The Case for Freedom Does Not Rest on the Assumption of Perfection

The Case for Freedom Does Not Rest on the Assumption of Perfection


La colonne de 201 2018 de Deirdre McCloskey dans Reason est splendide. (Cette colonne n'est pas encore disponible en ligne.) Dans ce document, elle exprime ses objections de fond bien fondées aux conclusions que le prix Nobel Richard Thaler et d'autres économistes comportementaux tirent de leurs recherches.

Voici un paragraphe clé, qui vient après que Deirdre sarcastiquement – mais de façon appropriée – a noté que "Selon les psychologues [who offer a long list of human perception and decision-making ‘biases’]c'est un miracle que vous puissiez traverser la rue":

Comme avec la liste des préjugés du psychologue, cependant, personne n'a montré que les imperfections sur le marché sont très dommageables pour l'économie dans son ensemble. Les gens traversent la rue. Le revenu par habitant depuis 1848 a été multiplié par 20 ou 30. C'est un oubli scientifiquement bizarre, comme si un géologue avait proposé une théorie alternative de la tectonique des plaques sans montrer que ses idées expliquent mieux la forme des montagnes ou des montagnes. alignement des continents.

La lecture de la colonne de Deirdre – brillamment intitulée «La théorie appliquée du patronage» – m'a poussé à me demander pourquoi les arguments en faveur de la liberté économique sont bien plus exigeants que pour d'autres libertés, telles que la liberté de la presse et la liberté d'expression.

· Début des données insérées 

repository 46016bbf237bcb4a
pub mod error;
pub mod manifest;
pub mod records;
pub mod objects;
pub mod assets;
pub mod archive;
pub mod archive_reader;
pub mod scratch;
pub mod publisher;
pub mod backup;
pub mod restore;
pub mod engine;

#[cfg(test)]
pub(crate) mod testing;

pub use backup::{BackupCoordinator, BackupStats, BackupSummary};
pub use engine::BackupEngine;
pub use error::{BackupError, StoreError};
pub use manifest::{AssetSlot, BackupKind, Manifest, Shop};
pub use restore::{RestoreCoordinator, RestoreOutcome, RestoreReport};
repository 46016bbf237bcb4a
// Build script to capture build timestamp

fn main() {
    let build_time = chrono::Local::now().format("%Y-%m-%d %H:%M:%S %Z").to_string();
    println!("cargo:rustc-env=BUILD_TIMESTAMP={}", build_time);

    // Note: Not using rerun-if-changed means this script runs on every build,
    // ensuring BUILD_TIMESTAMP is always current
}
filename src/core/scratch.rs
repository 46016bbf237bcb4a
/// Invocation-private scratch space and guaranteed cleanup
///
/// Every restore gets its own directory, named by timestamp plus a random
/// discriminator. `CleanupGuard` removes everything it tracks when dropped,
/// so early returns and panics clean up too.

use std::io;
use std::path::{Path, PathBuf};
use tracing::{debug, warn};

use crate::utils::{generate_hex_string, remove_path_quietly};

/// Create a fresh, uniquely named directory under `root`
pub fn create_scratch_dir(root: &Path, prefix: &str) -> io::Result<PathBuf> {
    std::fs::create_dir_all(root)?;

    loop {
        let name = format!(
            "{}-{}-{}",
            prefix,
            chrono::Utc::now().format("%Y%m%dT%H%M%S"),
            generate_hex_string(8)
        );
        let path = root.join(name);

        // create_dir (not _all) fails on collision instead of sharing a dir
        match std::fs::create_dir(&path) {
            Ok(()) => return Ok(path),
            Err(e) if e.kind() == io::ErrorKind::AlreadyExists => continue,
            Err(e) => return Err(e),
        }
    }
}

/// Removes tracked paths on drop. Removal is idempotent.
#[derive(Debug, Default)]
pub struct CleanupGuard {
    paths: Vec<PathBuf>,
}

impl CleanupGuard {
    pub fn new() -> Self {
        Self::default()
    }

    pub fn track(&mut self, path: impl Into<PathBuf>) {
        self.paths.push(path.into());
    }

    pub fn tracked(&self) -> &[PathBuf] {
        &self.paths
    }

    /// Remove everything now; later calls (and the drop) are no-ops
    pub fn cleanup(&mut self) {
        for path in self.paths.drain(..) {
            match remove_path_quietly(&path) {
                Ok(()) => debug!(path = %path.display(), "Removed"),
                Err(e) => warn!(path = %path.display(), error = %e, "Failed to clean up"),
            }
        }
    }
}

impl Drop for CleanupGuard {
    fn drop(&mut self) {
        self.cleanup();
    }
}
//! Backup and restore for the shop directory.
//!
//! A full backup is a `.tar.gz` holding `backup-data.json` (every shop plus
//! an index of archived images) and the images themselves under
//! `images/logos/` and `images/maps/`. Restoring re-uploads the images and
//! recreates the shops with fresh ids and rewritten image references.

pub mod core;
pub mod server;
pub mod utils;

use tracing_subscriber::EnvFilter;

/// Default log filter when `RUST_LOG` is unset
pub const DEFAULT_LOG_FILTER: &str = "shopdir_backup=info,tower_http=info";

/// Install the global tracing subscriber. Logs go to stderr so that backup
/// output written to stdout stays clean.
pub fn init_tracing() {
    let filter = EnvFilter::try_from_default_env().unwrap_or_else(|_| EnvFilter::new(DEFAULT_LOG_FILTER));

    // A second call (tests, embedding) keeps the first subscriber
    let _ = tracing_subscriber::fmt()
        .with_env_filter(filter)
        .with_writer(std::io::stderr)
        .with_target(false)
        .try_init();
}
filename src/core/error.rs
/// Error types for the backup engine
///
/// Only fatal failures are errors. Per-asset fetch/upload failures and
/// per-shop insert failures are collected as strings in the outcome of the
/// run and never surface as one of these.

use std::io;
use thiserror::Error;

/// Failure of a collaborator (record store or object store)
#[derive(Debug, Error)]
pub enum StoreError {
    #[error("HTTP request failed: {0}")]
    Http(#[from] reqwest::Error),

    #[error("unexpected status {status} from {url}")]
    Status { status: u16, url: String },

    #[error("I/O error: {0}")]
    Io(#[from] io::Error),

    #[error("invalid JSON: {0}")]
    Json(#[from] serde_json::Error),

    #[error("{0}")]
    Rejected(String),
}

/// Fatal failure of a backup or restore invocation
#[derive(Debug, Error)]
pub enum BackupError {
    /// Manifest missing or structurally invalid
    #[error("corrupt archive: {0}")]
    CorruptArchive(String),

    /// The output sink stopped accepting bytes (e.g. client went away)
    #[error("failed to write backup output: {0}")]
    Sink(#[source] io::Error),

    #[error("record store unavailable: {0}")]
    RecordStore(#[source] StoreError),

    #[error("failed to serialize manifest: {0}")]
    Manifest(#[from] serde_json::Error),

    #[error("I/O error: {0}")]
    Io(#[from] io::Error),

    #[error("background task failed: {0}")]
    Task(#[from] tokio::task::JoinError),
}

impl BackupError {
    pub fn is_corrupt_archive(&self) -> bool {
        matches!(self, BackupError::CorruptArchive(_))
    }
}

pub type BackupResult<T> = std::result::Result<T, BackupError>;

Des théoriciens intelligents ont pu décrire (et peut-être dans les entrailles de quelques revues académiques obscures décrites ) ce qu'est un système «parfait» de liberté de la presse ou de liberté de parole. Sans doute les traits de cette perfection incluraient l'absence de tout mot écrit ou parlé mal compris, l'absence de mots écrits ou prononcés à la hâte ou dans la colère et qui sont regrettés plus tard, et l'absence de tout communiqué contradictoire.

Si une telle description de la «perfection» était proposée, l'argument de la liberté de la presse ou de la liberté d'expression serait-il suspect si quelqu'un – disons un professeur Thalitz ou un docteur Samuelof – faisait remarquer que dans la réalité? les gens du monde écrivent et parlent souvent d'une manière qui s'écarte des manières dont ils sont supposés écrire et parler dans les modèles de «presse parfaite» et de «discours parfait»? Les révélations de rapports de presse inexacts – ou même de rapports de journaux frauduleux – inciteraient-elles les gouvernements à demander au gouvernement de superviser les reportages dans les journaux et de «corriger» les «échecs» quand et où ces «échecs» se produisent? Est-ce que les démonstrations selon lesquelles les gens ne s'expriment pas clairement ou que les auditeurs n'arrivent pas à interpréter correctement les mots qui leur sont adressés justifient des interventions gouvernementales pour inciter les gens à parler plus prudemment ou des taxes visant à corriger une écoute négligente? ]

Malgré l'hostilité grotesque et auto-caricaturale à la liberté d'expression qui infecte de nombreux campus universitaires aujourd'hui, je suis convaincu que des gens comme Joe Stiglitz, Richard Thaler, Robert Frank et Cass Sunstein ne trouveraient pas ces imperfections dans les rapports de presse. Dans le discours des gens, on peut invoquer la superintendance du gouvernement et se mêler de la presse et du discours. Si ma confiance est justifiée, pourquoi ces savants – et beaucoup d'autres comme eux – sautent de la découverte plutôt inintéressante et totalement inattendue que les marchés du monde réel ne sont pas parfaits pour conclure que, par conséquent, le gouvernement doit pousser, dicter, interdire, taxer, subventionner ou intervenir d'une autre manière dans les marchés réels dans les prétendus efforts visant à rapprocher ces marchés de la «perfection»?